[Data records]
Segment Open
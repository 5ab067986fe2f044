// SPDX-License-Identifier: MIT

//! Scriptable fakes for `mf-engine`/`mf-scheduler`/`mf-eventbus` tests,
//! exported under `test-support`: one fake per consumed interface, each
//! programmable with scripted responses, injected delay, and injected errors.

use crate::budget::BudgetProvider;
use crate::director::{Director, DirectorError, StartPipelineResult};
use crate::message_client::{CompletionRequest, CompletionResponse, ExecError, MessageClient, StopReason};
use crate::queue_manager::{QueueManager, QueueManagerError};
use async_trait::async_trait;
use mf_core::{BudgetLevel, BudgetState, Goal, GoalId, GoalPlan, Priority, Task};
use parking_lot::Mutex;
use std::sync::atomic::{AtomicUsize, Ordering};
use std::sync::Arc;
use std::time::Duration;

/// A scriptable [`MessageClient`]. Each call to `complete` pulls the next
/// scripted response (cycling the last one once exhausted) or returns the
/// injected error, after sleeping `delay` (cancellably, so timeout/retry
/// tests can exercise cancellation mid-call).
pub struct FakeMessageClient {
    responses: Mutex<Vec<CompletionResponse>>,
    call_count: AtomicUsize,
    max_in_flight: AtomicUsize,
    in_flight: AtomicUsize,
    delay: Duration,
    fail_with: Mutex<Option<ExecError>>,
    fail_calls: Mutex<Vec<usize>>,
}

impl FakeMessageClient {
    pub fn new() -> Self {
        Self {
            responses: Mutex::new(vec![CompletionResponse {
                content: "ok".to_string(),
                input_tokens: 100,
                output_tokens: 200,
                stop_reason: StopReason::EndTurn,
            }]),
            call_count: AtomicUsize::new(0),
            max_in_flight: AtomicUsize::new(0),
            in_flight: AtomicUsize::new(0),
            delay: Duration::from_millis(0),
            fail_with: Mutex::new(None),
            fail_calls: Mutex::new(Vec::new()),
        }
    }

    pub fn with_responses(responses: Vec<CompletionResponse>) -> Self {
        let fake = Self::new();
        *fake.responses.lock() = responses;
        fake
    }

    pub fn with_delay(mut self, delay: Duration) -> Self {
        self.delay = delay;
        self
    }

    /// Fail every call from now on with `error` (used to test the retry
    /// loop and the non-retryable short-circuit).
    pub fn fail_always(&self, error: ExecError) {
        *self.fail_with.lock() = Some(error);
    }

    /// Fail only the given (0-indexed) call numbers, succeeding otherwise —
    /// used to exercise "succeeds on the Nth retry".
    pub fn fail_on_calls(&self, calls: Vec<usize>) {
        *self.fail_calls.lock() = calls;
    }

    pub fn call_count(&self) -> usize {
        self.call_count.load(Ordering::SeqCst)
    }

    pub fn max_in_flight(&self) -> usize {
        self.max_in_flight.load(Ordering::SeqCst)
    }
}

impl Default for FakeMessageClient {
    fn default() -> Self {
        Self::new()
    }
}

#[async_trait]
impl MessageClient for FakeMessageClient {
    async fn complete(&self, request: CompletionRequest) -> Result<CompletionResponse, ExecError> {
        let call_index = self.call_count.fetch_add(1, Ordering::SeqCst);
        let in_flight = self.in_flight.fetch_add(1, Ordering::SeqCst) + 1;
        self.max_in_flight.fetch_max(in_flight, Ordering::SeqCst);

        let result = async {
            if !self.delay.is_zero() {
                match &request.cancel {
                    Some(cancel) => {
                        if cancel.sleep(self.delay).await.is_err() {
                            return Err(ExecError::Aborted);
                        }
                    }
                    None => tokio::time::sleep(self.delay).await,
                }
            }

            if let Some(cancel) = &request.cancel {
                if cancel.is_cancelled() {
                    return Err(ExecError::Aborted);
                }
            }

            if self.fail_calls.lock().contains(&call_index) {
                return Err(self.fail_with.lock().clone().unwrap_or(ExecError::ApiError("scripted failure".into())));
            }
            if let Some(err) = self.fail_with.lock().clone() {
                return Err(err);
            }

            let responses = self.responses.lock();
            let idx = call_index.min(responses.len().saturating_sub(1));
            Ok(responses[idx].clone())
        }
        .await;

        self.in_flight.fetch_sub(1, Ordering::SeqCst);
        result
    }
}

/// A scriptable [`Director`]. Returns a fixed single-sequential-step
/// pipeline by default; override per-test via the constructor fields.
pub struct FakeDirector {
    pub next_result: Mutex<Option<Result<StartPipelineResult, DirectorError>>>,
    pub start_pipeline_calls: Mutex<Vec<(String, String, Priority)>>,
}

impl FakeDirector {
    pub fn new() -> Self {
        Self { next_result: Mutex::new(None), start_pipeline_calls: Mutex::new(Vec::new()) }
    }

    pub fn queue_result(&self, result: Result<StartPipelineResult, DirectorError>) {
        *self.next_result.lock() = Some(result);
    }
}

impl Default for FakeDirector {
    fn default() -> Self {
        Self::new()
    }
}

#[async_trait]
impl Director for FakeDirector {
    async fn start_pipeline(
        &self,
        template_name: &str,
        description: &str,
        priority: Priority,
    ) -> Result<StartPipelineResult, DirectorError> {
        self.start_pipeline_calls.lock().push((template_name.to_string(), description.to_string(), priority));
        self.next_result.lock().take().unwrap_or_else(|| Err(DirectorError::UnknownTemplate(template_name.to_string())))
    }

    async fn create_goal(
        &self,
        description: &str,
        category: &str,
        priority: Option<Priority>,
    ) -> Result<Goal, DirectorError> {
        Ok(Goal {
            id: GoalId::new(),
            description: description.to_string(),
            category: category.to_string(),
            priority: priority.unwrap_or(Priority::P2),
            created_at_ms: 0,
        })
    }

    async fn decompose_goal(&self, goal: &Goal) -> Result<GoalPlan, DirectorError> {
        Ok(GoalPlan { goal_id: goal.id, phases: Vec::new() })
    }

    async fn plan_goal_tasks(&self, _plan: &GoalPlan, _goal: &Goal) -> Result<Vec<Task>, DirectorError> {
        Ok(Vec::new())
    }
}

#[derive(Default)]
pub struct FakeQueueManager {
    pub enqueued: Mutex<Vec<Task>>,
    pub fail: Mutex<bool>,
}

impl FakeQueueManager {
    pub fn new() -> Self {
        Self::default()
    }

    pub fn fail_next(&self) {
        *self.fail.lock() = true;
    }
}

#[async_trait]
impl QueueManager for FakeQueueManager {
    async fn enqueue_batch(&self, tasks: &[Task]) -> Result<(), QueueManagerError> {
        if *self.fail.lock() {
            *self.fail.lock() = false;
            return Err(QueueManagerError("fake enqueue failure".into()));
        }
        self.enqueued.lock().extend_from_slice(tasks);
        Ok(())
    }
}

/// A [`BudgetProvider`] fixed to whatever [`BudgetState`] was last set —
/// `Arc<Mutex<..>>`-backed so a test can flip budget levels mid-run.
#[derive(Clone)]
pub struct FakeBudgetProvider {
    state: Arc<Mutex<BudgetState>>,
}

impl FakeBudgetProvider {
    pub fn always_normal() -> Self {
        Self::new(BudgetState {
            total_budget: 1000.0,
            spent: 0.0,
            percent_used: 0.0,
            level: BudgetLevel::Normal,
            allowed_priorities: vec![Priority::P0, Priority::P1, Priority::P2, Priority::P3],
            model_override: None,
        })
    }

    pub fn new(state: BudgetState) -> Self {
        Self { state: Arc::new(Mutex::new(state)) }
    }

    pub fn set(&self, state: BudgetState) {
        *self.state.lock() = state;
    }
}

impl BudgetProvider for FakeBudgetProvider {
    fn current(&self) -> BudgetState {
        self.state.lock().clone()
    }
}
Segment Closed
* _PROBLEM_: From the entries, count the lines that hold the string "BudgetState". Nothing but the number is needed.

* _OUTPUT FOR THIS TASK_: 7